WORK TO BE COMPLETED
Using the records below, find every line that includes "AsRef" and copy it.
RECORDS FOR THE TASK Block Start
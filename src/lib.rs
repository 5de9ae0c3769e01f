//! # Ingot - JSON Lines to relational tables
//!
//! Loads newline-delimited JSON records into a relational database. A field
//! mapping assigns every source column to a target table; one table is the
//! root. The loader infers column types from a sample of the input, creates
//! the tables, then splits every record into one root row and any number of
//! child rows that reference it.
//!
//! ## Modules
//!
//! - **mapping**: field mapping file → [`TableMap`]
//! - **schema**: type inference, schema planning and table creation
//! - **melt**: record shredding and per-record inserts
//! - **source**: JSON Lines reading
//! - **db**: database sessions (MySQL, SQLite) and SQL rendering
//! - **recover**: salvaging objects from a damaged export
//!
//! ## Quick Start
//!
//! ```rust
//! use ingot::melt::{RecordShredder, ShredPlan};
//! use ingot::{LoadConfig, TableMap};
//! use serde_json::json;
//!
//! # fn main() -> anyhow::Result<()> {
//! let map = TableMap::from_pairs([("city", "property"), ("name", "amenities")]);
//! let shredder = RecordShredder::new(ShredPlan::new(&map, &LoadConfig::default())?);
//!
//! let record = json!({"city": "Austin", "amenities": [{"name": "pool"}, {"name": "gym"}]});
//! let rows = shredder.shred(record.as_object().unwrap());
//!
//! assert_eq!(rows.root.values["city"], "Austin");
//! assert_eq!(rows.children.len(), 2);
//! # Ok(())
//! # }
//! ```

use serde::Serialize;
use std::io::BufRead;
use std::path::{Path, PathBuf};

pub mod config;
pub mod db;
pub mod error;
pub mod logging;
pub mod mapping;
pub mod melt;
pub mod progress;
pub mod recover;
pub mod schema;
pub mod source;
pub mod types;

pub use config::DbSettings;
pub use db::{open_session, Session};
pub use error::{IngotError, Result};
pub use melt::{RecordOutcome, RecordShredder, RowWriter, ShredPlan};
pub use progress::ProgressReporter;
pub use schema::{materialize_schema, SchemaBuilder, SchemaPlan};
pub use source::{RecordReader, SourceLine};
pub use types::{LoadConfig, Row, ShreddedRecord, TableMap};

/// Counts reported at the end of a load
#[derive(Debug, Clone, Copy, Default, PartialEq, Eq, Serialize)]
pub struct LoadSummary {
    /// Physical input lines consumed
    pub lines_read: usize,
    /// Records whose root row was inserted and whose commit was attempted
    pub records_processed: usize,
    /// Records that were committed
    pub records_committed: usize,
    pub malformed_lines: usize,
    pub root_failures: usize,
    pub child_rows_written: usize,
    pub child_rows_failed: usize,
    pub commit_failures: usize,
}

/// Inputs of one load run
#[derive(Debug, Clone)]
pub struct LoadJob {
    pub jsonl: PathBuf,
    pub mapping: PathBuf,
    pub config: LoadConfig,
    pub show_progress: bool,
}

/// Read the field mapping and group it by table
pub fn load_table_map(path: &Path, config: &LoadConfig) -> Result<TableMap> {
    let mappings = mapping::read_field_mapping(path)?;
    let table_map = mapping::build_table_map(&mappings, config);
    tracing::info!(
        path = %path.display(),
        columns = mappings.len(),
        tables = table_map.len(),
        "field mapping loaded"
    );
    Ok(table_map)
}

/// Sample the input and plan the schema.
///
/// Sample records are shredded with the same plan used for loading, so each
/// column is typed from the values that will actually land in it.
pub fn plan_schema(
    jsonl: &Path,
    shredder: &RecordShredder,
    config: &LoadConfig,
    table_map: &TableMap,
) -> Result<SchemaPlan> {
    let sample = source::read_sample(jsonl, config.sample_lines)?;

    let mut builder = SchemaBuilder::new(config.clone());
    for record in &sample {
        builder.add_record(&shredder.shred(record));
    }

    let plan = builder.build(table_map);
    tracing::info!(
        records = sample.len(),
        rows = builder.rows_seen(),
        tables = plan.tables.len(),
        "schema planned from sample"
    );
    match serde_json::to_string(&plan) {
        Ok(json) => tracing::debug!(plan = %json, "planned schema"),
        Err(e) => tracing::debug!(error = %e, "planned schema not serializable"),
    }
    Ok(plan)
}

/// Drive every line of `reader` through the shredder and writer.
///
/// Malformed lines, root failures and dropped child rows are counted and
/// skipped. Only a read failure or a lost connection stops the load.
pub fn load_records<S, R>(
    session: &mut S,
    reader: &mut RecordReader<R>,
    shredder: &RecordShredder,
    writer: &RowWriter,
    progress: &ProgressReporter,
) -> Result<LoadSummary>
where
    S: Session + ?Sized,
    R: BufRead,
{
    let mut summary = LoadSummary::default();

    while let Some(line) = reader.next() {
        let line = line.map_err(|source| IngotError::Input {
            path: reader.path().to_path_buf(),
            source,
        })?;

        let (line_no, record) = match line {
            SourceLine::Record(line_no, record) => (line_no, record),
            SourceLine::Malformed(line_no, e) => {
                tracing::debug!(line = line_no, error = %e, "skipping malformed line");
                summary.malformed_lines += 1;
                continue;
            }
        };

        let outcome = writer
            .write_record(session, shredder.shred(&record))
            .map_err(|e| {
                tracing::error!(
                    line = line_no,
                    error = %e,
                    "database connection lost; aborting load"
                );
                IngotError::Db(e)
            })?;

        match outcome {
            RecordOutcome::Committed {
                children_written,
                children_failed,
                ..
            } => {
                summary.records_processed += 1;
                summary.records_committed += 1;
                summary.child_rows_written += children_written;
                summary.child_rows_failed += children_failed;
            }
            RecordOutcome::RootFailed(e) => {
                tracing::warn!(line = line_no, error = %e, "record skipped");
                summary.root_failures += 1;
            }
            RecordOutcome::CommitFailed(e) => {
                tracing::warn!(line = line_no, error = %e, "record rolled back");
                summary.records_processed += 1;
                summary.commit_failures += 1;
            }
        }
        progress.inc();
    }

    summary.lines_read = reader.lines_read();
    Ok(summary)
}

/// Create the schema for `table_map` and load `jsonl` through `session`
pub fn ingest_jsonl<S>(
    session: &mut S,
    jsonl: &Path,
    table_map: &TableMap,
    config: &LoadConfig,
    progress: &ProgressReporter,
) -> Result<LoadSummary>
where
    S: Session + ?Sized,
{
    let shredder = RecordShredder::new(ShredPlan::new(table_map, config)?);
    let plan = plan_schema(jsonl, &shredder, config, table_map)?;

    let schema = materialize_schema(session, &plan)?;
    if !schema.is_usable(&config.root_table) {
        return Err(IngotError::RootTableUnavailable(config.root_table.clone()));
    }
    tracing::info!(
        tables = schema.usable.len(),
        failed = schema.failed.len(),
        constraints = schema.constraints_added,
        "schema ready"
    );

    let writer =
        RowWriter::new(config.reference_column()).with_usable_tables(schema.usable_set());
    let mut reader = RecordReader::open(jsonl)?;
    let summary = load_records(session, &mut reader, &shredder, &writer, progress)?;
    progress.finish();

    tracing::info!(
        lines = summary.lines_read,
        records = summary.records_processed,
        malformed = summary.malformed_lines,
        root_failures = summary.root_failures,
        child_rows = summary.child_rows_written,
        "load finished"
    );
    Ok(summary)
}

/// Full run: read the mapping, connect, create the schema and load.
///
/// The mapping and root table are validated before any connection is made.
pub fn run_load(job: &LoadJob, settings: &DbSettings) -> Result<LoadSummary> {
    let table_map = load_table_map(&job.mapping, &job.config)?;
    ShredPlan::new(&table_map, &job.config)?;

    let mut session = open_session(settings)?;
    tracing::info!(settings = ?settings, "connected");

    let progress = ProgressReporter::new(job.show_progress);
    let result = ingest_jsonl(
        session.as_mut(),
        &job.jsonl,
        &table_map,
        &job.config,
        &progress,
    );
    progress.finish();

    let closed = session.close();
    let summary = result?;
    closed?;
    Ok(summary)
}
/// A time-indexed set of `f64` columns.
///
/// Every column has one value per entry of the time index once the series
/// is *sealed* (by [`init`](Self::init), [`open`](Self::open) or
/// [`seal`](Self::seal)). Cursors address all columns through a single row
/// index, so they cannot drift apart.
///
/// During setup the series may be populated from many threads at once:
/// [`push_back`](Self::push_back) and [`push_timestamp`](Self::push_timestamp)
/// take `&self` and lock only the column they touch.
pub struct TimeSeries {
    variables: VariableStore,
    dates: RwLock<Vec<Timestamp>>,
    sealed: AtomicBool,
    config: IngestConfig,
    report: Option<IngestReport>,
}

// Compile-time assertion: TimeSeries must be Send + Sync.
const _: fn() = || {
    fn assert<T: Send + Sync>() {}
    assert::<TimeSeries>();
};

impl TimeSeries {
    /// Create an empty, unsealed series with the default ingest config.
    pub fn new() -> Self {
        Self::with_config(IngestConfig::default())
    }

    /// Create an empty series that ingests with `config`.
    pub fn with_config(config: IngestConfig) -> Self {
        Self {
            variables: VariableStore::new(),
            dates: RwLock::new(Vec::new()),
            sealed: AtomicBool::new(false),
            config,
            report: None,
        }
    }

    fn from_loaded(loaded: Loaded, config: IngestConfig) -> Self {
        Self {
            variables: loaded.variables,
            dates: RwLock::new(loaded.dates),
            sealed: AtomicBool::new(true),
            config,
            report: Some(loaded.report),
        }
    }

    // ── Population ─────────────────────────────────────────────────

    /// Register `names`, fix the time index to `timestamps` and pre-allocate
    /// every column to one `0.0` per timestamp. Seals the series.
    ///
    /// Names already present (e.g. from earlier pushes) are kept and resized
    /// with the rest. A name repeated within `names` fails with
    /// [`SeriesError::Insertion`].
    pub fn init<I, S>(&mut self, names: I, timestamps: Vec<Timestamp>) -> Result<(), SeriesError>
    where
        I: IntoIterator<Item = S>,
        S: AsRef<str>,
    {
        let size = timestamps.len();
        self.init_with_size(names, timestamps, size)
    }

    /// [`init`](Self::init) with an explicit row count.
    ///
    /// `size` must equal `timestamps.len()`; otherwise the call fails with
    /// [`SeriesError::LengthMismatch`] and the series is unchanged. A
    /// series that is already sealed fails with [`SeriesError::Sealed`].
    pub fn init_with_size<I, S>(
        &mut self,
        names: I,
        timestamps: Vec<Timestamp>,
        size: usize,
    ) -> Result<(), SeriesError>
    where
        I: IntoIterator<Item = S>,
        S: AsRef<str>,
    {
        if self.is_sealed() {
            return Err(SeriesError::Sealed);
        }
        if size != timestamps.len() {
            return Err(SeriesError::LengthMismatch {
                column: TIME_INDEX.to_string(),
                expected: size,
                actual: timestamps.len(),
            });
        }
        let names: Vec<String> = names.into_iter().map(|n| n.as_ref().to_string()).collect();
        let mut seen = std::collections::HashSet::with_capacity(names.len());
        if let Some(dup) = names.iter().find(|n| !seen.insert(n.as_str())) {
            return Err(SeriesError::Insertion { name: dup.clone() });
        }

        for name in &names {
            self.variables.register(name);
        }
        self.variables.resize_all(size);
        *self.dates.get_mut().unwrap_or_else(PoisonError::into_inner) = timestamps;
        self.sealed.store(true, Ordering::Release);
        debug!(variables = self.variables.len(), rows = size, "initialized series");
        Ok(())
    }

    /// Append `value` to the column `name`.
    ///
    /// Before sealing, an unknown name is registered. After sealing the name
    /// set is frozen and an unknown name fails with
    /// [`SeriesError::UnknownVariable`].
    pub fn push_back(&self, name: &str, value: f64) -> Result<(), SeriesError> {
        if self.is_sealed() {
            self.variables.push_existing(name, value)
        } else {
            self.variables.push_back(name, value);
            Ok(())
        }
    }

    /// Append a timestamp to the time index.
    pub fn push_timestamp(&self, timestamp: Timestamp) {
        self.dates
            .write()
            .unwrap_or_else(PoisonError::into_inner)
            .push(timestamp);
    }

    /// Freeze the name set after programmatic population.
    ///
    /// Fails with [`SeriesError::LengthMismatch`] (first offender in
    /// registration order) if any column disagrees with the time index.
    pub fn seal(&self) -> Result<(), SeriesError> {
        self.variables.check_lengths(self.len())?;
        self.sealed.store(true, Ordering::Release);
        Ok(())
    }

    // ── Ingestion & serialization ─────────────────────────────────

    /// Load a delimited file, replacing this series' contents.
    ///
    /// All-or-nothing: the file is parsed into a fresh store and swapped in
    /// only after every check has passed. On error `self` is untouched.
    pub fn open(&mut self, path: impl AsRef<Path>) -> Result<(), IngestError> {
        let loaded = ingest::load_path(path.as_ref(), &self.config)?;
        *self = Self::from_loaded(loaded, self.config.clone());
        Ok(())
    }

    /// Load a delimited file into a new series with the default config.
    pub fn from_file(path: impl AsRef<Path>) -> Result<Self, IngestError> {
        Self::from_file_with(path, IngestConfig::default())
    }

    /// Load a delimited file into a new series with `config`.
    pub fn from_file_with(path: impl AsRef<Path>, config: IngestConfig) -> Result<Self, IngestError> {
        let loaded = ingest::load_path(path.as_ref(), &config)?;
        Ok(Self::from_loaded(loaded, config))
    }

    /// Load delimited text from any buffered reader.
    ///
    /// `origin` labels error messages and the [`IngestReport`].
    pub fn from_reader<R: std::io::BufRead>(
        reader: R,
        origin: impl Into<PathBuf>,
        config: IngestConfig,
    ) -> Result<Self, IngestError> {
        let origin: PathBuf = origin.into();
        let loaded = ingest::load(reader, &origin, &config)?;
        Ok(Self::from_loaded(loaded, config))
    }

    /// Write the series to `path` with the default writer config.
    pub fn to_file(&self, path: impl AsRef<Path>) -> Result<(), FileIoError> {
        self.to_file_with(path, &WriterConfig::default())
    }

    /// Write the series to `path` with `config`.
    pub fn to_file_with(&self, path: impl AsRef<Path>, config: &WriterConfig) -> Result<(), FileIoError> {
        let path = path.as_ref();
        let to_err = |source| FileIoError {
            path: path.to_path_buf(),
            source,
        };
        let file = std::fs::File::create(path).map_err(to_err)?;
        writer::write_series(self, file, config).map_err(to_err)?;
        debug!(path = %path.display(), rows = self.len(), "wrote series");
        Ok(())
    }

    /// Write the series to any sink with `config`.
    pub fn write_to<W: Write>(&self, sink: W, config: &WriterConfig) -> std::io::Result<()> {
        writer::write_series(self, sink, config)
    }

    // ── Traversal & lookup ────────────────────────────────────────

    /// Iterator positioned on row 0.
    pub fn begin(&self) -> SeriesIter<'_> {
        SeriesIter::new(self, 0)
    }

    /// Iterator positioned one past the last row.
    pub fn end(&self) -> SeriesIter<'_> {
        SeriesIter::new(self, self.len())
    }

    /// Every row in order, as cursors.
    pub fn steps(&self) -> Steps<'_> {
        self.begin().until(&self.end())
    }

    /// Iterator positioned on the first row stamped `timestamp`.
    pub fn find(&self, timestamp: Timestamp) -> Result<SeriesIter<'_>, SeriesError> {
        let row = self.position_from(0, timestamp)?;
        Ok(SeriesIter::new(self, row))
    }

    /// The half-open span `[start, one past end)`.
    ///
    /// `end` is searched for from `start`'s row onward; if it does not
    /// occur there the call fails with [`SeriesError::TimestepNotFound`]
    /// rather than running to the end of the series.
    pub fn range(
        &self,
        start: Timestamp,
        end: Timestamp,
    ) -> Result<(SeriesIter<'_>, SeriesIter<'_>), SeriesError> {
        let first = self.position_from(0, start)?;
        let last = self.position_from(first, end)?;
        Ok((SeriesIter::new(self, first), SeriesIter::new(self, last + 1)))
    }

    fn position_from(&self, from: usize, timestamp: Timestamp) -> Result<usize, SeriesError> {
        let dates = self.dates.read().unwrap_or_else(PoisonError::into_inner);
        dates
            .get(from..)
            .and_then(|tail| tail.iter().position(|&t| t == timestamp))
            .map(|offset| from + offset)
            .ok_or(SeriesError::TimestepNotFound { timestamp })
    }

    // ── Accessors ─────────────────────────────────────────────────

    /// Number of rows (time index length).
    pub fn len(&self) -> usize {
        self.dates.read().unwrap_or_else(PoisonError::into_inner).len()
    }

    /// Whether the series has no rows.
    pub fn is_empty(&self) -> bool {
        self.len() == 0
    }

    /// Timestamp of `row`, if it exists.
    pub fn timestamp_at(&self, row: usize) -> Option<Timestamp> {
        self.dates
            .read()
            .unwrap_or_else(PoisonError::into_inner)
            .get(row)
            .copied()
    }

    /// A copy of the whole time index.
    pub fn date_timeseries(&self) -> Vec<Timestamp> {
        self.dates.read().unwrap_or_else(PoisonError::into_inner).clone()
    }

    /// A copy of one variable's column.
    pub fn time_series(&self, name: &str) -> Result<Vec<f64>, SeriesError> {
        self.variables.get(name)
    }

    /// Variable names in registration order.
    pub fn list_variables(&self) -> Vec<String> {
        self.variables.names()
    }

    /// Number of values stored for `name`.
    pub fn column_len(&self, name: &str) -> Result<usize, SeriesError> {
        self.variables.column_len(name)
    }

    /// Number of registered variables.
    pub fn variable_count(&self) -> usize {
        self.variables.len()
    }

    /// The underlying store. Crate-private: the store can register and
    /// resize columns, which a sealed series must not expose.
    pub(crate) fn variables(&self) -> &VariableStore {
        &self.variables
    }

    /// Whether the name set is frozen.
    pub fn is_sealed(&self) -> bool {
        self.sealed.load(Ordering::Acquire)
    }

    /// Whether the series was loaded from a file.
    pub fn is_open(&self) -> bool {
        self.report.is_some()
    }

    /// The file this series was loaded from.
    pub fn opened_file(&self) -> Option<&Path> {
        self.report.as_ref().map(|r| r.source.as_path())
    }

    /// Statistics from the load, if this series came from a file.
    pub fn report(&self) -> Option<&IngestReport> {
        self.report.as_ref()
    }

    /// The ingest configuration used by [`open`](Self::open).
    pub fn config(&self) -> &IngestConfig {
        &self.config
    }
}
RECORDS FOR THE TASK Block End
EXPECTED OUTPUT
        S: AsRef<str>,
        S: AsRef<str>,
    pub fn open(&mut self, path: impl AsRef<Path>) -> Result<(), IngestError> {
    pub fn from_file(path: impl AsRef<Path>) -> Result<Self, IngestError> {
    pub fn from_file_with(path: impl AsRef<Path>, config: IngestConfig) -> Result<Self, IngestError> {
    pub fn to_file(&self, path: impl AsRef<Path>) -> Result<(), FileIoError> {
    pub fn to_file_with(&self, path: impl AsRef<Path>, config: &WriterConfig) -> Result<(), FileIoError> {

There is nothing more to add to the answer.